1). Indian officialdom has all but acknowledged what many suspected all along – that there is something amiss about the growth narrative. _________________. The finance ministry expects a 50,000-crore shortfall in revenue collections, against the budgeted estimate of 14.5 lakh crore. It has promised that the fiscal deficit target of 3.9 per cent of GDP will be adhered to, without serious cutbacks in expenditure.
a)   But that may not be enough to spur investment, given the poor demand impulses, borne out by flat tractor and auto sales, and the stock of unsold homes.

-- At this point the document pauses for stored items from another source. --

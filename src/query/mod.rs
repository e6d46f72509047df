// SPDX-FileCopyrightText: 2026 Bruno Meilick
// SPDX-License-Identifier: LicenseRef-Flowdeck-FreeUse-NoCopy-NoDerivatives
//
// All rights reserved.
//
// This file is part of Flowdeck and is proprietary software.
// Unauthorized copying, modification, or distribution is prohibited.

//! Read-only queries over flow graphs.
//!
//! Reachability backs the cycle check; connectivity backs the save gate; degrees and terminals
//! feed the TUI inspector and MCP stats.

pub mod flow;

pub use flow::{is_fully_connected, reaches, unconnected_nodes};
#[rstest]
fn selection_of_cascaded_edge_is_cleared(mut ctx: EditorCtx) {
    let (a, b, _) = abc(&mut ctx.editor);
    let edge_id = ctx
        .editor
        .graph()
        .outgoing(&a)
        .next()
        .map(|edge| edge.id().clone())
        .expect("edge from a");
    ctx.editor.dispatch(Intent::SelectEdge { edge_id });

    ctx.editor.dispatch(Intent::DeleteNode { node_id: b });
    assert!(ctx.editor.selection().is_empty());
}

#[rstest]
fn outcomes_queue_skips_silent_results(mut ctx: EditorCtx) {
    let b = create(&mut ctx.editor, "B");
    ctx.editor.dispatch(Intent::SelectNode { node_id: b.clone() });
    ctx.editor.dispatch(Intent::DeleteNode {
        node_id: nid("42"),
    });
    connect(&mut ctx.editor, &b, &b);

    let messages: Vec<String> = ctx
        .editor
        .take_outcomes()
        .iter()
        .map(ToString::to_string)
        .collect();
    assert_eq!(
        messages,
        vec!["added step 2", "a step cannot connect to itself"]
    );
    assert!(ctx.editor.take_outcomes().is_empty());
}

#[rstest]
fn every_commit_is_persisted_in_order(mut ctx: EditorCtx) {
    abc(&mut ctx.editor);
    let writes = ctx.storage.writes();

    // The first write is the default flow stored on open.
    assert_eq!(writes.len() as u64, ctx.editor.store().revision() + 1);
    let edge_counts: Vec<usize> = writes.iter().map(|flow| flow.edges.len()).collect();
    assert_eq!(edge_counts, vec![0, 0, 0, 1, 2]);
    assert_eq!(writes.last().map(|flow| flow.next_node_id), Some(4));
}

#[rstest]
fn snapshots_are_unaffected_by_later_commits(mut ctx: EditorCtx) {
    let before = ctx.editor.snapshot();
    create(&mut ctx.editor, "B");

    assert_eq!(before.nodes().len(), 1);
    assert_eq!(ctx.editor.graph().nodes().len(), 2);
}

#[test]
fn storage_failure_is_reported_on_save() {
    let storage = MemoryStorage::default();
    let (mut editor, _) =
        FlowEditor::open(Box::new(DirectWrite::new(storage.clone())), &node_config())
            .expect("open editor");
    storage.set_failing(true);

    create(&mut editor, "B");
    connected(&mut editor, &nid("1"), &nid("2"));

    assert!(matches!(
        editor.dispatch(Intent::RequestSave),
        Outcome::SaveFailed { .. }
    ));
    assert_eq!(editor.save_state(), &SaveState::Editing);
    assert_eq!(editor.graph().edges().len(), 1);
}

#[test]
fn recovered_storage_lets_the_flow_save() {
    let storage = MemoryStorage::default();
    let (mut editor, _) =
        FlowEditor::open(Box::new(DirectWrite::new(storage.clone())), &node_config())
            .expect("open editor");

    storage.set_failing(true);
    let b = create(&mut editor, "B");
    storage.set_failing(false);
    editor.dispatch(Intent::DeleteNode { node_id: b });

    let latest = storage.latest().expect("flow written");
    assert_eq!(latest.nodes, editor.graph().nodes());
    assert_eq!(editor.dispatch(Intent::RequestSave), Outcome::Saved);
    assert_eq!(editor.save_state(), &SaveState::Saved);
}
// SPDX-FileCopyrightText: 2026 Bruno Meilick
// SPDX-License-Identifier: LicenseRef-Flowdeck-FreeUse-NoCopy-NoDerivatives
//
// All rights reserved.
//
// This file is part of Flowdeck and is proprietary software.
// Unauthorized copying, modification, or distribution is prohibited.

use std::fs::OpenOptions;
use std::io;
use std::path::PathBuf;
use std::sync::Mutex;

use tracing_subscriber::filter::ParseError;
use tracing_subscriber::util::TryInitError;
use tracing_subscriber::{fmt, prelude::*, EnvFilter};

/// Overrides `[log] filter` from the config file.
pub const LOG_ENV: &str = "FLOWDECK_LOG";
pub const DEFAULT_FILTER: &str = "info";
pub const LOG_FILE: &str = "flowdeck.log";

#[derive(Debug, thiserror::Error)]
pub enum LoggingError {
    #[error("cannot open log file {path:?}: {source}")]
    Io { path: PathBuf, source: io::Error },
    #[error("invalid log filter {directives:?}: {source}")]
    Filter {
        directives: String,
        source: ParseError,
    },
    #[error(transparent)]
    Init(#[from] TryInitError),
}

/// Where log lines go. The TUI owns the terminal, so it logs to a file.
#[derive(Debug, Clone, PartialEq, Eq)]
pub enum LogTarget {
    Stderr,
    File(PathBuf),
}

/// Picks the filter directives: environment first, then config, then [`DEFAULT_FILTER`].
pub fn filter_directives(env_value: Option<&str>, configured: Option<&str>) -> String {
    [env_value, configured]
        .into_iter()
        .flatten()
        .map(str::trim)
        .find(|directives| !directives.is_empty())
        .unwrap_or(DEFAULT_FILTER)
        .to_owned()
}

pub fn build_filter(directives: &str) -> Result<EnvFilter, LoggingError> {
    EnvFilter::try_new(directives).map_err(|source| LoggingError::Filter {
        directives: directives.to_owned(),
        source,
    })
}

/// Installs the global subscriber. Fails if one is already installed.
pub fn init(target: &LogTarget, configured: Option<&str>) -> Result<(), LoggingError> {
    let env_value = std::env::var(LOG_ENV).ok();
    let filter = build_filter(&filter_directives(env_value.as_deref(), configured))?;

    match target {
        LogTarget::Stderr => tracing_subscriber::registry()
            .with(fmt::layer().with_writer(io::stderr))
            .with(filter)
            .try_init()?,
        LogTarget::File(path) => {
            let file = OpenOptions::new()
                .create(true)
                .append(true)
                .open(path)
                .map_err(|source| LoggingError::Io {
                    path: path.clone(),
                    source,
                })?;
            tracing_subscriber::registry()
                .with(fmt::layer().with_ansi(false).with_writer(Mutex::new(file)))
                .with(filter)
                .try_init()?
        }
    }
    Ok(())
}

b)   Indeed, while the Budget rightly prioritizes capital spending in infrastructure, setting aside some Rs. 70,000 crore, it is worth considering whether a larger sum is needed to get the investment cycle going — even if this entails a small deviation from the fiscal deficit target.
c)   There can be no better time than now to impart an intelligent, rather than populist, fiscal stimulus — with inflation under control and oil prices not posing pressures on the subsidy front.
d)   A lowering of the projections made in the Economic Survey, from 8.1-8.5 per cent to 7.5 per cent, hardly comes as a surprise, given a 14 per cent deficient monsoon, persistently negative exports and indifferent industrial growth.
e)   The RBI has “frontloaded” its rate cuts and is helping banks deal with stressed assets so that they can lend freely.

2). For many years, the continent Africa remained unexplored and unknown. The main reason was the inaccessibility to its interior region due to dense forests, wildlife, savage tribal, deserts and barren solid hills. ____________. While others explored with the idea of expanding their respective empires, Livingstone did so to explore its vast and mysterious hinterland, rivers and lakes.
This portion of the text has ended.